Postgresql – What indexes would I create for a query like this

indexpostgresql

Here's a query I've got:

SELECT "balance_transactions"."fee"
FROM "balance_transactions" 
JOIN charges ON balance_transactions.source = charges.balance_id 
WHERE "balance_transactions"."account_id" = 123 
AND (balance_transactions.type = 'charge' 
AND charges.refunded = false 
AND charges.invoice IS NOT NULL) 
AND ("balance_transactions"."created" BETWEEN '2013-12-29' AND '2014-01-28');

What's hurting my brain is figuring out what I need to index to optimize a query like this.

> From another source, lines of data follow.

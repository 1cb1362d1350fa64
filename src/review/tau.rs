//! Per-role τ calibration table.
//!
//! τ is the sigmoid temperature linking inferred scores to anchor real
//! scores. It is fit offline per (rubric, card schema, judge model, anchor
//! corpus) and pinned by version stamps. A present-but-mismatched file means
//! the calibration no longer describes this engine, so scoring refuses
//! before the first LLM call. An absent file falls back to configured τ
//! values, which is the mock/dev path.

use std::path::Path;

use serde::{Deserialize, Serialize};

use crate::config::{Config, ConfigError};
use crate::review::cards::CARD_VERSION;
use crate::review::rubric::{Role, RUBRIC_VERSION};

/// On-disk shape of `output/judge_tau.json`.
#[derive(Debug, Clone, Serialize, Deserialize)]
pub struct TauFile {
    pub tau_methodology: f64,
    pub tau_novelty: f64,
    pub tau_storyteller: f64,
    pub rubric_version: String,
    pub card_version: String,
    pub judge_model: String,
    /// blake3 of `nodes_paper.json` the fit was computed against.
    pub nodes_paper_hash: String,
}

/// Where the τ values in use came from.
#[derive(Debug, Clone, Copy, PartialEq, Eq, Serialize, Deserialize)]
#[serde(rename_all = "snake_case")]
pub enum TauSource {
    /// Calibration file validated against all four pins.
    Calibrated,
    /// No file present; configured per-role values in use.
    Config,
}

/// Resolved per-role τ, ready for inference.
#[derive(Debug, Clone, Serialize)]
pub struct TauTable {
    pub tau_methodology: f64,
    pub tau_novelty: f64,
    pub tau_storyteller: f64,
    pub source: TauSource,
}

impl TauTable {
    pub fn for_role(&self, role: Role) -> f64 {
        match role {
            Role::Methodology => self.tau_methodology,
            Role::Novelty => self.tau_novelty,
            Role::Storyteller => self.tau_storyteller,
        }
    }

    /// Load and pin-check the τ table. `nodes_paper_hash` is the blake3 hex
    /// digest of the current `nodes_paper.json`; `judge_model` is the model
    /// the critic will use.
    pub fn load(
        cfg: &Config,
        judge_model: &str,
        nodes_paper_hash: &str,
    ) -> Result<Self, ConfigError> {
        let path = &cfg.tau_path;
        if !path.exists() {
            return Ok(Self {
                tau_methodology: pick(cfg.tau_methodology, cfg.tau_default),
                tau_novelty: pick(cfg.tau_novelty, cfg.tau_default),
                tau_storyteller: pick(cfg.tau_storyteller, cfg.tau_default),
                source: TauSource::Config,
            });
        }

        let file = read_tau_file(path)?;

        let mismatch = |field: &str, found: &str, expected: &str| {
            ConfigError::Message(format!(
                "judge_tau.json {field} mismatch: file has {found:?}, engine expects {expected:?}; recalibrate before scoring"
            ))
        };
        if file.rubric_version != RUBRIC_VERSION {
            return Err(mismatch("rubric_version", &file.rubric_version, RUBRIC_VERSION));
        }
        if file.card_version != CARD_VERSION {
            return Err(mismatch("card_version", &file.card_version, CARD_VERSION));
        }
        if file.judge_model != judge_model {
            return Err(mismatch("judge_model", &file.judge_model, judge_model));
        }
        if file.nodes_paper_hash != nodes_paper_hash {
            return Err(mismatch(
                "nodes_paper_hash",
                &file.nodes_paper_hash,
                nodes_paper_hash,
            ));
        }

        for (name, tau) in [
            ("tau_methodology", file.tau_methodology),
            ("tau_novelty", file.tau_novelty),
            ("tau_storyteller", file.tau_storyteller),
        ] {
            if !(tau.is_finite() && tau > 0.0) {
                return Err(ConfigError::Message(format!(
                    "judge_tau.json {name} must be a positive finite number, got {tau}"
                )));
            }
        }

        Ok(Self {
            tau_methodology: file.tau_methodology,
            tau_novelty: file.tau_novelty,
            tau_storyteller: file.tau_storyteller,
            source: TauSource::Calibrated,
        })
    }
}

fn pick(role_tau: f64, default_tau: f64) -> f64 {
    if role_tau > 0.0 {
        role_tau
    } else if default_tau > 0.0 {
        default_tau
    } else {
        1.0
    }
}

fn read_tau_file(path: &Path) -> Result<TauFile, ConfigError> {
    let raw = std::fs::read_to_string(path).map_err(|source| ConfigError::FileRead {
        path: path.to_path_buf(),
        source,
    })?;
    serde_json::from_str(&raw).map_err(|source| ConfigError::FileParse {
        path: path.to_path_buf(),
        source,
    })
}

/// blake3 hex digest of the anchor corpus file; pins the τ fit to the exact
/// paper set.
pub fn nodes_paper_hash(output_dir: &Path) -> Result<String, ConfigError> {
    let path = output_dir.join("nodes_paper.json");
    let raw = std::fs::read(&path).map_err(|source| ConfigError::FileRead {
        path: path.clone(),
        source,
    })?;
    Ok(blake3::hash(&raw).to_hex().to_string())
}

#[cfg(test)]
mod tests {
    use super::*;

    fn write_tau(dir: &Path, rubric: &str) -> std::path::PathBuf {
        let path = dir.join("judge_tau.json");
        let file = TauFile {
            tau_methodology: 0.9,
            tau_novelty: 1.1,
            tau_storyteller: 1.0,
            rubric_version: rubric.to_string(),
            card_version: CARD_VERSION.to_string(),
            judge_model: "judge-model".to_string(),
            nodes_paper_hash: "abc123".to_string(),
        };
        std::fs::write(&path, serde_json::to_string(&file).unwrap()).unwrap();
        path
    }

    #[test]
    fn absent_file_uses_config_values() {
        let mut cfg = Config::default();
        cfg.tau_path = std::path::PathBuf::from("/nonexistent/judge_tau.json");
        cfg.tau_novelty = 1.3;
        let table = TauTable::load(&cfg, "judge-model", "hash").unwrap();
        assert_eq!(table.source, TauSource::Config);
        assert!((table.for_role(Role::Novelty) - 1.3).abs() < 1e-9);
    }

    #[test]
    fn matching_file_is_calibrated() {
        let dir = std::env::temp_dir().join(format!("storyforge-tau-ok-{}", std::process::id()));
        std::fs::create_dir_all(&dir).unwrap();
        let path = write_tau(&dir, RUBRIC_VERSION);
        let mut cfg = Config::default();
        cfg.tau_path = path;
        let table = TauTable::load(&cfg, "judge-model", "abc123").unwrap();
        assert_eq!(table.source, TauSource::Calibrated);
        assert!((table.for_role(Role::Methodology) - 0.9).abs() < 1e-9);
        let _ = std::fs::remove_dir_all(&dir);
    }

    #[test]
    fn rubric_mismatch_refuses() {
        let dir = std::env::temp_dir().join(format!("storyforge-tau-bad-{}", std::process::id()));
        std::fs::create_dir_all(&dir).unwrap();
        let path = write_tau(&dir, "rubric_v0");
        let mut cfg = Config::default();
        cfg.tau_path = path;
        let err = TauTable::load(&cfg, "judge-model", "abc123").unwrap_err();
        assert!(err.to_string().contains("rubric_version"));
        let _ = std::fs::remove_dir_all(&dir);
    }

    #[test]
    fn corpus_hash_mismatch_refuses() {
        let dir = std::env::temp_dir().join(format!("storyforge-tau-hash-{}", std::process::id()));
        std::fs::create_dir_all(&dir).unwrap();
        let path = write_tau(&dir, RUBRIC_VERSION);
        let mut cfg = Config::default();
        cfg.tau_path = path;
        let err = TauTable::load(&cfg, "judge-model", "different").unwrap_err();
        assert!(err.to_string().contains("nodes_paper_hash"));
        let _ = std::fs::remove_dir_all(&dir);
    }
}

Would I create individual indexes on each column in that WHERE statement? Or a single index that encompasses multiple columns? Or something else?

I happen to be using Postgres.

Here's the output of EXPLAIN ANALYZE:

 Nested Loop  (cost=40.44..9294.43 rows=744 width=4) (actual time=0.791..32.687 rows=1131 loops=1)
   ->  Bitmap Heap Scan on balance_transactions  (cost=40.02..2266.08 rows=1023 width=22) (actual time=0.737..1.006 rows=1201 loops=1)
         Recheck Cond: ((account_id = 79) AND ((type)::text = 'charge'::text) AND (created >= '2013-12-29 00:00:00'::timestamp without time zone) AND (created <= '2014-01-28 00:00:00'::timestamp without time zone))
         ->  Bitmap Index Scan on index_balance_transactions_account_type_created  (cost=0.00..39.77 rows=1023 width=0) (actual time=0.716..0.716 rows=1201 loops=1)
               Index Cond: ((account_id = 79) AND ((type)::text = 'charge'::text) AND (created >= '2013-12-29 00:00:00'::timestamp without time zone) AND (created <= '2014-01-28 00:00:00'::timestamp without time zone))
   ->  Index Scan using index_stripe_charges_on_stripe_id on charges  (cost=0.42..6.86 rows=1 width=18) (actual time=0.025..0.025 rows=1 loops=1201)
         Index Cond: ((balance_id)::text = (balance_transactions.source)::text)
         Filter: ((NOT refunded) AND (invoice IS NOT NULL))
         Rows Removed by Filter: 0
 Total runtime: 32.924 ms
(10 rows)

Best Answer

I would suggest the following two indexes:

charges(balance_id, refunded, invoice)
balance_transactions(account_id, type, created, source, fee)

The first is a covering index for charges. The index should be used for the query with no need for the data tables.

The second is a covering index for balance_transactions. The first three will satisfy the where clause. The four column will be used for the join and the final is needed for the select.